Foscarnet (PFA), a viral DNA polymerase inhibitor, is a clinical agent for herpes viruses. The goal of the study was to evaluate the therapeutic efficacy of PFA in hepatitis B virus (HBV) infection. Intravenous infusion of PFA (1 g/day) for 4 weeks significantly reduced serum HBeAg ( p < 0.01) and HBV DNA copies ( p < 0.05) in 31 patients who were diagnosed with active chronic HBV infection (CHB) and had not received antiviral treatment previously. Alanine aminotrans-aminase (ALT), aspartate aminotransaminase (AST) and gamma glutamyl transpeptidase (γ-GT) of the patients declined ( p < 0.001, 0.001 and 0.01, respectively).
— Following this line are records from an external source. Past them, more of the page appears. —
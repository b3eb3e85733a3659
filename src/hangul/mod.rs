//! 한글 자모 테이블과 완성형 음절 분해
//!
//! ```
//! use romaja::hangul::{decode, encode, is_syllable};
//!
//! let phonemes = decode('값').unwrap();
//! assert_eq!(phonemes.to_string(), "ㄱㅏㅄ");
//! assert_eq!(encode(&phonemes), Ok('값'));
//! assert!(is_syllable("가"));
//! ```

pub mod alphabet;
pub mod syllable;

pub use alphabet::{
    build_alphabet, consonants, leading_consonants, trailing_consonants, vowels, Alphabet,
    Consonant, Vowel,
};
pub use syllable::{
    build_syllable_codec, decode, decode_codepoint, encode, is_syllable, is_syllable_char,
    is_syllable_codepoint, HangulError, Phonemes, SyllableCodec, SYLLABLE_COUNT, SYLLABLE_OFFSET,
};
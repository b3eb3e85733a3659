pub mod config;
pub mod hangul;
pub mod romanization;

pub use hangul::{decode, encode, is_syllable, HangulError, Phonemes};
pub use romanization::{romanize, romanize_codepoint, romanize_text, RomanizeError};
//! 로마자 표기 규칙표 (외부 표시용)
//!
//! 규칙 테이블을 데이터 순서 그대로 직렬화 가능한 형태로 내보냅니다.

use serde::Serialize;

use crate::hangul::alphabet::{Consonant, Vowel};

use super::rules::{ConsonantForms, RuleTables, RULES};

#[derive(Debug, Clone, PartialEq, Eq, Serialize)]
pub struct VowelKey {
    pub jamo: Vowel,
    pub latin: String,
}

#[derive(Debug, Clone, PartialEq, Eq, Serialize)]
pub struct ConsonantKey {
    pub jamo: Consonant,
    #[serde(flatten)]
    pub forms: ConsonantForms,
}

/// 받침 하나에 대한 특수 규칙 행
#[derive(Debug, Clone, PartialEq, Eq, Serialize)]
pub struct SpecialRow {
    pub prev: Consonant,
    /// `SpecialKey::next` 순서의 표기 후보 목록
    pub cells: Vec<Vec<String>>,
}

#[derive(Debug, Clone, PartialEq, Eq, Serialize)]
pub struct SpecialKey {
    pub next: Vec<Consonant>,
    pub rows: Vec<SpecialRow>,
}

/// 전체 규칙표
#[derive(Debug, Clone, PartialEq, Eq, Serialize)]
pub struct RomanizationKey {
    pub vowels: Vec<VowelKey>,
    pub consonants: Vec<ConsonantKey>,
    pub special: SpecialKey,
}

impl RomanizationKey {
    pub fn from_rules(rules: &RuleTables) -> Self {
        let vowels = rules
            .vowel_entries()
            .map(|(jamo, latin)| VowelKey {
                jamo,
                latin: latin.to_string(),
            })
            .collect();

        let consonants = rules
            .consonant_entries()
            .map(|(jamo, forms)| ConsonantKey {
                jamo,
                forms: forms.clone(),
            })
            .collect();

        let special = rules.special();
        let rows = special
            .prev_finals()
            .iter()
            .map(|&prev| SpecialRow {
                prev,
                cells: special
                    .next_initials()
                    .iter()
                    .map(|&next| {
                        special
                            .get(prev, next)
                            .map(<[String]>::to_vec)
                            .unwrap_or_default()
                    })
                    .collect(),
            })
            .collect();

        Self {
            vowels,
            consonants,
            special: SpecialKey {
                next: special.next_initials().to_vec(),
                rows,
            },
        }
    }
}

/// 전역 규칙 테이블의 규칙표
pub fn romanization_key() -> RomanizationKey {
    RomanizationKey::from_rules(&RULES)
}
//! 한글 음절열 -> 로마자 변환기
//!
//! 왼쪽에서 오른쪽으로 한 번 훑으면서 다음 음절 하나를 미리 봅니다.
//! 받침과 다음 초성이 특수 규칙에 있으면 규칙 표기를 두 음절에 나눠 붙이고,
//! 다음 음절의 초성을 지워 기본 초성 표기가 중복되지 않게 합니다.

use std::fmt;

use crate::hangul::alphabet::{Consonant, Vowel};
use crate::hangul::syllable::{is_syllable_char, Phonemes, SyllableCodec, SYLLABLES};

use super::rules::{RuleTables, RULES};

/// 로마자 변환 에러
#[derive(Debug, Clone, PartialEq, Eq)]
pub enum RomanizeError {
    /// 완성형 한글 음절이 아닌 입력 (position: 문자 단위 위치)
    InvalidInput { position: usize, found: char },
    /// 음절 범위 밖 코드포인트
    InvalidCodepoint(u32),
    /// 규칙 테이블에 없는 자모 (테이블 생성 버그)
    MissingRule { table: &'static str, jamo: char },
}

impl fmt::Display for RomanizeError {
    fn fmt(&self, f: &mut fmt::Formatter<'_>) -> fmt::Result {
        match self {
            RomanizeError::InvalidInput { position, found } => {
                // position은 0부터, 메시지는 1부터
                write!(
                    f,
                    "{}번째 문자 {:?}는 완성형 한글 음절이 아님",
                    position + 1,
                    found
                )
            }
            RomanizeError::InvalidCodepoint(code) => {
                write!(f, "음절 범위 밖 코드포인트: U+{:04X}", code)
            }
            RomanizeError::MissingRule { table, jamo } => {
                write!(f, "{} 규칙에 {} 항목이 없음", table, jamo)
            }
        }
    }
}

impl std::error::Error for RomanizeError {}

/// 변환 중인 음절 하나
///
/// 앞 음절의 특수 규칙이 적용되면 `leading`이 None으로 지워집니다.
#[derive(Debug, Clone, Copy)]
struct Slot {
    leading: Option<Consonant>,
    vowel: Vowel,
    trailing: Option<Consonant>,
}

impl From<Phonemes> for Slot {
    fn from(p: Phonemes) -> Self {
        Self {
            leading: Some(p.leading),
            vowel: p.vowel,
            trailing: p.trailing,
        }
    }
}

fn vowel_form(rules: &RuleTables, vowel: Vowel) -> Result<&str, RomanizeError> {
    rules.vowel(vowel).ok_or(RomanizeError::MissingRule {
        table: "vowel",
        jamo: vowel.as_char(),
    })
}

fn onset_form(rules: &RuleTables, consonant: Consonant) -> Result<&str, RomanizeError> {
    rules
        .consonant(consonant)
        .map(|forms| forms.onset.as_str())
        .ok_or(RomanizeError::MissingRule {
            table: "consonant",
            jamo: consonant.as_char(),
        })
}

fn coda_form(rules: &RuleTables, consonant: Consonant) -> Result<&str, RomanizeError> {
    rules
        .consonant(consonant)
        .map(|forms| forms.coda.as_str())
        .ok_or(RomanizeError::MissingRule {
            table: "consonant",
            jamo: consonant.as_char(),
        })
}

/// 한글 음절열을 음절별 로마자로 변환
///
/// 입력 전체가 완성형 음절이어야 하며, 하나라도 아니면 아무 결과 없이 실패합니다.
///
/// # Examples
/// ```
/// use romaja::romanize;
/// assert_eq!(romanize("케플러").unwrap(), vec!["ke", "peul", "leo"]);
/// assert!(romanize("가a").is_err());
/// ```
pub fn romanize(input: &str) -> Result<Vec<String>, RomanizeError> {
    romanize_with(&SYLLABLES, &RULES, input)
}

/// 주어진 음절 테이블과 규칙으로 변환
pub fn romanize_with(
    codec: &SyllableCodec,
    rules: &RuleTables,
    input: &str,
) -> Result<Vec<String>, RomanizeError> {
    // 출력 전에 전부 분해 (부분 결과 없음)
    let mut slots = input
        .chars()
        .enumerate()
        .map(|(position, c)| {
            codec
                .decode(c)
                .map(Slot::from)
                .map_err(|_| RomanizeError::InvalidInput { position, found: c })
        })
        .collect::<Result<Vec<_>, _>>()?;

    let mut output = vec![String::new(); slots.len()];
    for i in 0..slots.len() {
        let current = slots[i];

        if let Some(leading) = current.leading {
            output[i].push_str(onset_form(rules, leading)?);
        }
        output[i].push_str(vowel_form(rules, current.vowel)?);

        let Some(trailing) = current.trailing else {
            continue;
        };

        let next_leading = slots.get(i + 1).and_then(|next| next.leading);
        // 후보가 여럿이면 첫 번째 표기 사용
        let special = next_leading
            .and_then(|next| rules.special().get(trailing, next))
            .and_then(|candidates| candidates.first());

        match (special, next_leading) {
            (Some(realization), Some(next)) => {
                let (suffix, prefix) = rules.split_realization(realization);
                log::trace!(
                    "특수 규칙 {}+{} -> {:?} ({:?} | {:?})",
                    trailing,
                    next,
                    realization,
                    suffix,
                    prefix
                );
                output[i].push_str(suffix);
                output[i + 1].push_str(prefix);
                // 다음 음절의 기본 초성 표기를 막음
                slots[i + 1].leading = None;
            }
            _ => output[i].push_str(coda_form(rules, trailing)?),
        }
    }

    Ok(output)
}

/// 음절 하나를 동화 규칙 없이 변환 (초성 + 중성 + 종성 기본 표기)
pub fn romanize_codepoint(code: u32) -> Result<String, RomanizeError> {
    let phonemes = SYLLABLES
        .decode_codepoint(code)
        .map_err(|_| RomanizeError::InvalidCodepoint(code))?;
    romanize_phonemes(&RULES, &phonemes)
}

/// 완성형 음절 문자 하나를 동화 규칙 없이 변환
pub fn romanize_syllable(syllable: char) -> Result<String, RomanizeError> {
    romanize_codepoint(syllable as u32).map_err(|_| RomanizeError::InvalidInput {
        position: 0,
        found: syllable,
    })
}

fn romanize_phonemes(rules: &RuleTables, phonemes: &Phonemes) -> Result<String, RomanizeError> {
    let mut result = String::with_capacity(8);
    result.push_str(onset_form(rules, phonemes.leading)?);
    result.push_str(vowel_form(rules, phonemes.vowel)?);
    if let Some(trailing) = phonemes.trailing {
        result.push_str(coda_form(rules, trailing)?);
    }
    Ok(result)
}

/// 섞인 텍스트 변환
///
/// 연속된 한글 음절 구간마다 `romanize`를 적용하고(구간 안에서만 동화 적용),
/// 그 밖의 문자는 그대로 둡니다. `separator`는 같은 구간의 음절 사이에 들어갑니다.
///
/// # Examples
/// ```
/// use romaja::romanize_text;
/// assert_eq!(romanize_text("서울, 부산!", "").unwrap(), "seoul, busan!");
/// assert_eq!(romanize_text("한국어", "-").unwrap(), "han-gu-geo");
/// ```
pub fn romanize_text(input: &str, separator: &str) -> Result<String, RomanizeError> {
    let mut result = String::with_capacity(input.len());
    let mut run = String::new();

    for c in input.chars() {
        if is_syllable_char(c) {
            run.push(c);
            continue;
        }
        flush_run(&mut run, separator, &mut result)?;
        result.push(c);
    }
    flush_run(&mut run, separator, &mut result)?;

    Ok(result)
}

fn flush_run(run: &mut String, separator: &str, result: &mut String) -> Result<(), RomanizeError> {
    if run.is_empty() {
        return Ok(());
    }
    result.push_str(&romanize(run)?.join(separator));
    run.clear();
    Ok(())
}
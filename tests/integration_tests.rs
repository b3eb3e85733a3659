//! 통합 테스트 - 음절 분해와 로마자 변환

use romaja::hangul::{
    consonants, leading_consonants, trailing_consonants, vowels, Consonant, Vowel,
    SYLLABLE_COUNT, SYLLABLE_OFFSET,
};
use romaja::romanization::{build_rule_tables, romanization_key, RomanizeError, RULES};
use romaja::{decode, encode, is_syllable, romanize, romanize_codepoint, romanize_text, Phonemes};

#[test]
fn test_decode_examples() {
    let ga = decode('가').unwrap();
    assert_eq!(ga.leading.as_char(), 'ㄱ');
    assert_eq!(ga.vowel.as_char(), 'ㅏ');
    assert_eq!(ga.trailing, None);

    let gap = decode('값').unwrap();
    assert_eq!(gap.leading.as_char(), 'ㄱ');
    assert_eq!(gap.vowel.as_char(), 'ㅏ');
    assert_eq!(gap.trailing.map(Consonant::as_char), Some('ㅄ'));
}

#[test]
fn test_bijection() {
    for code in SYLLABLE_OFFSET..SYLLABLE_OFFSET + SYLLABLE_COUNT {
        let c = char::from_u32(code).unwrap();
        let phonemes = decode(c).unwrap();
        assert_eq!(encode(&phonemes), Ok(c));
    }
}

#[test]
fn test_encode_from_parts() {
    let phonemes = Phonemes {
        leading: Consonant::from_char('ㅎ').unwrap(),
        vowel: Vowel::from_char('ㅏ').unwrap(),
        trailing: Consonant::from_char('ㄴ'),
    };
    assert_eq!(encode(&phonemes), Ok('한'));
}

#[test]
fn test_table_sizes() {
    assert_eq!(consonants().len(), 30);
    assert_eq!(leading_consonants().len(), 19);
    assert_eq!(trailing_consonants().len(), 27);
    assert_eq!(vowels().len(), 21);
}

#[test]
fn test_is_syllable_range() {
    assert!(is_syllable("가"));
    assert!(is_syllable("힣"));
    assert!(!is_syllable("ㄱ"));
    assert!(!is_syllable("k"));
    assert!(!is_syllable("가가"));
}

#[test]
fn test_romanize_kepler() {
    let result = romanize("케플러").unwrap();
    assert_eq!(result, vec!["ke", "peul", "leo"]);
    assert_eq!(result.concat(), "kepeulleo");
}

#[test]
fn test_romanize_final_without_following_syllable() {
    assert_eq!(romanize("각").unwrap(), vec!["gak"]);
}

#[test]
fn test_romanize_ieung_giyeok_assimilation() {
    // 강 + 가: ㅇ+ㄱ 특수 규칙 ngg가 ng | g로 나뉨
    let ieung = Consonant::from_char('ㅇ').unwrap();
    let giyeok = Consonant::from_char('ㄱ').unwrap();
    let candidates = RULES.special().get(ieung, giyeok).unwrap();
    assert!(candidates[0].starts_with("ngg"));
    assert_eq!(RULES.split_realization("ngg"), ("ng", "g"));

    let result = romanize("강가").unwrap();
    assert_eq!(result, vec!["gang", "ga"]);
    assert_eq!(result.concat(), "gangga");
}

#[test]
fn test_romanize_rejects_non_syllables() {
    assert!(matches!(
        romanize("ㄱ"),
        Err(RomanizeError::InvalidInput { position: 0, found: 'ㄱ' })
    ));
    assert!(matches!(
        romanize("한k"),
        Err(RomanizeError::InvalidInput { position: 1, found: 'k' })
    ));
}

#[test]
fn test_place_names() {
    let joined = |s: &str| romanize(s).unwrap().concat();
    assert_eq!(joined("서울"), "seoul");
    assert_eq!(joined("부산"), "busan");
    assert_eq!(joined("신라"), "silla");
    assert_eq!(joined("종로"), "jongno");
    assert_eq!(joined("한국어"), "hangugeo");
}

#[test]
fn test_romanize_codepoint_has_no_assimilation() {
    assert_eq!(romanize_codepoint('신' as u32).unwrap(), "sin");
    assert_eq!(romanize_codepoint('라' as u32).unwrap(), "ra");
}

#[test]
fn test_romanize_text_passthrough() {
    assert_eq!(
        romanize_text("안녕하세요, Kepler!", "").unwrap(),
        "annyeonghaseyo, Kepler!"
    );
}

#[test]
fn test_rule_tables_are_deterministic() {
    let rebuilt = build_rule_tables().unwrap();
    assert_eq!(&rebuilt, &*RULES);
}

#[test]
fn test_romanization_key_serializes() {
    let json = serde_json::to_string(&romanization_key()).unwrap();
    assert!(json.contains("\"latin\":\"eo\""));
}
Kidney function (blood creatinine and urea nitrogen) remained unchanged. Another 21 lamivudine-resistant CHB patients with mutations at the tyrosine–methionine–aspartate–aspartate motif (YMDD) displayed a response to PFA similar to that mentioned above, with reductions in HBeAg ( p < 0.05), HBV DNA ( p < 0.01) and liver enzymes (ALT and AST, p < 0.001; γ-GT, p < 0.05). Moreover, PFA reduced serum HBeAg ( p < 0.01), HBV DNA ( P < 0.05), AST ( p < 0.05) and ALT ( p < 0.02) in a cohort of 13 severe CHB patients with advanced liver damage. PFA was also evaluated in vitro and in vivo. PFA inhibited HBV DNA replication in HBV-transfected human HepG2 cells (2.2.15 cells) with reduced amount of HBV RC-DNA and DS-DNA. In the duck HBV-infected ducklings, PFA reduced viral DNA and duck HBsAg in the serum ( p < 0.01 for both).